use std::collections::HashMap;
use std::env;
use std::fs;
use std::path::{Path, PathBuf};

use serde_json::{Map, Value};

use super::defaults::{CONFIG_PATH_ENV, DEFAULT_CONFIG_FILE};
use super::types::AppConfig;
use super::validation::validate_config;
use crate::core::errors::ConfigError;

/// How an environment variable maps onto the config tree.
enum EnvKind {
    Text,
    Port,
}

const ENV_OVERRIDES: [(&str, &[&str], EnvKind); 11] = [
    ("GOOGLE_CLOUD_PROJECT", &["project_id"], EnvKind::Text),
    ("PROJECT_ID", &["project_id"], EnvKind::Text),
    ("GROUNDING_BACKEND", &["grounding", "backend"], EnvKind::Text),
    ("DATASTORE_ID", &["search", "datastore_id"], EnvKind::Text),
    ("ENGINE_ID", &["search", "engine_id"], EnvKind::Text),
    ("DATABASE_URL", &["vector_store", "database_url"], EnvKind::Text),
    ("GOOGLE_ACCESS_TOKEN", &["auth", "access_token"], EnvKind::Text),
    ("HOST", &["server", "host"], EnvKind::Text),
    ("PORT", &["server", "port"], EnvKind::Port),
    ("LOG_DIR", &["logging", "log_dir"], EnvKind::Text),
    ("METADATA_URL", &["auth", "metadata_url"], EnvKind::Text),
];

/// Loads the process configuration from the config file and the process
/// environment.
pub fn load_config() -> Result<AppConfig, ConfigError> {
    let vars: HashMap<String, String> = env::vars().collect();
    let path = config_path(&vars);
    load_config_from(path.as_deref(), &vars)
}

/// Loads configuration from an optional YAML file overlaid with `vars`.
///
/// Later entries of the override table win, so `PROJECT_ID` beats
/// `GOOGLE_CLOUD_PROJECT` when both are set.
pub fn load_config_from(
    path: Option<&Path>,
    vars: &HashMap<String, String>,
) -> Result<AppConfig, ConfigError> {
    let file_config = match path {
        Some(path) => load_yaml_file(path)?,
        None => Value::Object(Map::new()),
    };
    let env_config = env_overrides(vars)?;
    let merged = deep_merge(&file_config, &env_config);

    let config: AppConfig = serde_json::from_value(merged)?;
    validate_config(&config)?;
    Ok(config)
}

fn config_path(vars: &HashMap<String, String>) -> Option<PathBuf> {
    if let Some(path) = vars.get(CONFIG_PATH_ENV).filter(|p| !p.trim().is_empty()) {
        return Some(PathBuf::from(path));
    }

    let local = PathBuf::from(DEFAULT_CONFIG_FILE);
    local.exists().then_some(local)
}

fn load_yaml_file(path: &Path) -> Result<Value, ConfigError> {
    let contents = fs::read_to_string(path).map_err(|source| ConfigError::Read {
        path: path.display().to_string(),
        source,
    })?;

    if contents.trim().is_empty() {
        return Ok(Value::Object(Map::new()));
    }

    let value: Value = serde_yaml::from_str(&contents).map_err(|source| ConfigError::Parse {
        path: path.display().to_string(),
        source,
    })?;

    match value {
        Value::Object(_) => Ok(value),
        Value::Null => Ok(Value::Object(Map::new())),
        _ => Err(ConfigError::Invalid {
            field: "root",
            reason: "expected a mapping".to_string(),
        }),
    }
}

fn env_overrides(vars: &HashMap<String, String>) -> Result<Value, ConfigError> {
    let mut overrides = Value::Object(Map::new());

    for (name, path, kind) in ENV_OVERRIDES.iter() {
        // blank values count as unset
        let Some(raw) = vars.get(*name).filter(|v| !v.trim().is_empty()) else {
            continue;
        };
        let value = match kind {
            EnvKind::Text => Value::String(raw.clone()),
            EnvKind::Port => {
                let port = raw.trim().parse::<u16>().map_err(|_| ConfigError::Invalid {
                    field: "server.port",
                    reason: format!("'{}' is not a port number", raw),
                })?;
                Value::from(port)
            }
        };
        ensure_object_path(&mut overrides, path, value);
    }

    Ok(overrides)
}

fn ensure_object_path(config: &mut Value, path: &[&str], value: Value) {
    if path.is_empty() {
        return;
    }

    let mut current = config;
    for (index, key) in path.iter().enumerate() {
        if index == path.len() - 1 {
            if let Some(map) = current.as_object_mut() {
                map.insert(key.to_string(), value);
            }
            return;
        }

        if !current.get(*key).map(|v| v.is_object()).unwrap_or(false) {
            let Some(map) = current.as_object_mut() else {
                return;
            };
            map.insert((*key).to_string(), Value::Object(Map::new()));
        }

        let Some(next) = current.get_mut(*key) else {
            return;
        };
        current = next;
    }
}

fn deep_merge(base: &Value, override_value: &Value) -> Value {
    match (base, override_value) {
        (Value::Object(base_map), Value::Object(override_map)) => {
            let mut merged: Map<String, Value> = base_map.clone();
            for (key, value) in override_map {
                let merged_value = match merged.get(key) {
                    Some(existing) => deep_merge(existing, value),
                    None => value.clone(),
                };
                merged.insert(key.clone(), merged_value);
            }
            Value::Object(merged)
        }
        _ => override_value.clone(),
    }
}

#[cfg(test)]
mod tests {
    use super::*;
    use crate::core::config::{DistanceMetric, GroundingBackend};
    use serde_json::json;
    use std::io::Write;

    fn vars(pairs: &[(&str, &str)]) -> HashMap<String, String> {
        pairs
            .iter()
            .map(|(k, v)| (k.to_string(), v.to_string()))
            .collect()
    }

    fn yaml_file(contents: &str) -> tempfile::NamedTempFile {
        let mut file = tempfile::NamedTempFile::new().unwrap();
        file.write_all(contents.as_bytes()).unwrap();
        file
    }

    #[test]
    fn deep_merge_merges_objects_and_overrides_scalars() {
        let base = json!({
            "a": 1,
            "b": { "c": 2, "d": 3 },
            "arr": [1, 2]
        });
        let override_value = json!({
            "b": { "c": 99 },
            "arr": [3],
            "e": "x"
        });

        let merged = deep_merge(&base, &override_value);

        assert_eq!(
            merged,
            json!({
                "a": 1,
                "b": { "c": 99, "d": 3 },
                "arr": [3],
                "e": "x"
            })
        );
    }

    #[test]
    fn env_only_config_uses_defaults() {
        let config = load_config_from(None, &vars(&[("PROJECT_ID", "demo-project")])).unwrap();

        assert_eq!(config.project_id, "demo-project");
        assert_eq!(config.grounding.backend, GroundingBackend::SearchService);
        assert_eq!(config.search.location, "global");
        assert_eq!(config.search.collection_id, "default_collection");
        assert_eq!(config.search.serving_config_id, "default_search");
        assert_eq!(config.search.page_size, 10);
        assert_eq!(config.generation.model, "gemini-1.5-flash-001");
        assert_eq!(config.embedding.model, "textembedding-gecko@003");
        assert_eq!(config.server.port, 8080);
        assert!(config.search.datastore_id.is_none());
    }

    #[test]
    fn missing_project_id_is_rejected() {
        let err = load_config_from(None, &HashMap::new()).unwrap_err();
        assert!(matches!(err, ConfigError::Missing("project_id")));

        let err = load_config_from(None, &vars(&[("PROJECT_ID", "   ")])).unwrap_err();
        assert!(matches!(err, ConfigError::Missing("project_id")));
    }

    #[test]
    fn environment_overrides_file_values() {
        let file = yaml_file(
            "project_id: from-file\n\
             search:\n  datastore_id: manuals\n  page_size: 5\n\
             server:\n  port: 9000\n",
        );

        let config = load_config_from(
            Some(file.path()),
            &vars(&[("PROJECT_ID", "from-env"), ("PORT", "7000")]),
        )
        .unwrap();

        assert_eq!(config.project_id, "from-env");
        assert_eq!(config.search.datastore_id.as_deref(), Some("manuals"));
        assert_eq!(config.search.page_size, 5);
        assert_eq!(config.server.port, 7000);
    }

    #[test]
    fn project_id_prefers_explicit_variable() {
        let config = load_config_from(
            None,
            &vars(&[("GOOGLE_CLOUD_PROJECT", "ambient"), ("PROJECT_ID", "explicit")]),
        )
        .unwrap();
        assert_eq!(config.project_id, "explicit");
    }

    #[test]
    fn blank_variables_are_treated_as_unset() {
        let config =
            load_config_from(None, &vars(&[("PROJECT_ID", "demo"), ("DATASTORE_ID", "")])).unwrap();
        assert!(config.search.datastore_id.is_none());

        let config = load_config_from(
            None,
            &vars(&[("GOOGLE_CLOUD_PROJECT", "ambient"), ("PROJECT_ID", "  ")]),
        )
        .unwrap();
        assert_eq!(config.project_id, "ambient");
    }

    #[test]
    fn blank_variable_keeps_file_value() {
        let file = yaml_file("project_id: from-file\nsearch:\n  datastore_id: manuals\n");

        let config = load_config_from(
            Some(file.path()),
            &vars(&[("PROJECT_ID", ""), ("DATASTORE_ID", ""), ("PORT", "")]),
        )
        .unwrap();

        assert_eq!(config.project_id, "from-file");
        assert_eq!(config.search.datastore_id.as_deref(), Some("manuals"));
        assert_eq!(config.server.port, 8080);
    }

    #[test]
    fn vector_store_section_parses() {
        let file = yaml_file(
            "project_id: p\n\
             grounding:\n  backend: vector_store\n\
             vector_store:\n  database_url: postgres://u:p@localhost/manuals\n  distance: cosine\n",
        );

        let config = load_config_from(Some(file.path()), &HashMap::new()).unwrap();

        assert_eq!(config.grounding.backend, GroundingBackend::VectorStore);
        assert_eq!(config.vector_store.distance, DistanceMetric::Cosine);
        assert_eq!(config.vector_store.table, "embeddings");
    }

    #[test]
    fn bad_port_is_rejected() {
        let err = load_config_from(None, &vars(&[("PROJECT_ID", "p"), ("PORT", "http")]))
            .unwrap_err();
        assert!(matches!(err, ConfigError::Invalid { field: "server.port", .. }));
    }

    #[test]
    fn unknown_backend_is_a_shape_error() {
        let err = load_config_from(
            None,
            &vars(&[("PROJECT_ID", "p"), ("GROUNDING_BACKEND", "web")]),
        )
        .unwrap_err();
        assert!(matches!(err, ConfigError::Shape(_)));
    }

    #[test]
    fn non_mapping_file_is_rejected() {
        let file = yaml_file("- just\n- a list\n");
        let err = load_config_from(Some(file.path()), &vars(&[("PROJECT_ID", "p")])).unwrap_err();
        assert!(matches!(err, ConfigError::Invalid { field: "root", .. }));
    }

    #[test]
    fn missing_file_is_a_read_error() {
        let err = load_config_from(
            Some(Path::new("/nonexistent/manual-chat/config.yml")),
            &vars(&[("PROJECT_ID", "p")]),
        )
        .unwrap_err();
        assert!(matches!(err, ConfigError::Read { .. }));
    }
}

REQUIREMENT >>
The required output is the set of lines from the first line of the data through the line that contains "pub fn load_config()", transcribed exactly.

ANSWER TO THE EXERCISE >>
use std::collections::HashMap;
use std::env;
use std::fs;
use std::path::{Path, PathBuf};

use serde_json::{Map, Value};

use super::defaults::{CONFIG_PATH_ENV, DEFAULT_CONFIG_FILE};
use super::types::AppConfig;
use super::validation::validate_config;
use crate::core::errors::ConfigError;

/// How an environment variable maps onto the config tree.
enum EnvKind {
    Text,
    Port,
}

const ENV_OVERRIDES: [(&str, &[&str], EnvKind); 11] = [
    ("GOOGLE_CLOUD_PROJECT", &["project_id"], EnvKind::Text),
    ("PROJECT_ID", &["project_id"], EnvKind::Text),
    ("GROUNDING_BACKEND", &["grounding", "backend"], EnvKind::Text),
    ("DATASTORE_ID", &["search", "datastore_id"], EnvKind::Text),
    ("ENGINE_ID", &["search", "engine_id"], EnvKind::Text),
    ("DATABASE_URL", &["vector_store", "database_url"], EnvKind::Text),
    ("GOOGLE_ACCESS_TOKEN", &["auth", "access_token"], EnvKind::Text),
    ("HOST", &["server", "host"], EnvKind::Text),
    ("PORT", &["server", "port"], EnvKind::Port),
    ("LOG_DIR", &["logging", "log_dir"], EnvKind::Text),
    ("METADATA_URL", &["auth", "metadata_url"], EnvKind::Text),
];

/// Loads the process configuration from the config file and the process
/// environment.
pub fn load_config() -> Result<AppConfig, ConfigError> {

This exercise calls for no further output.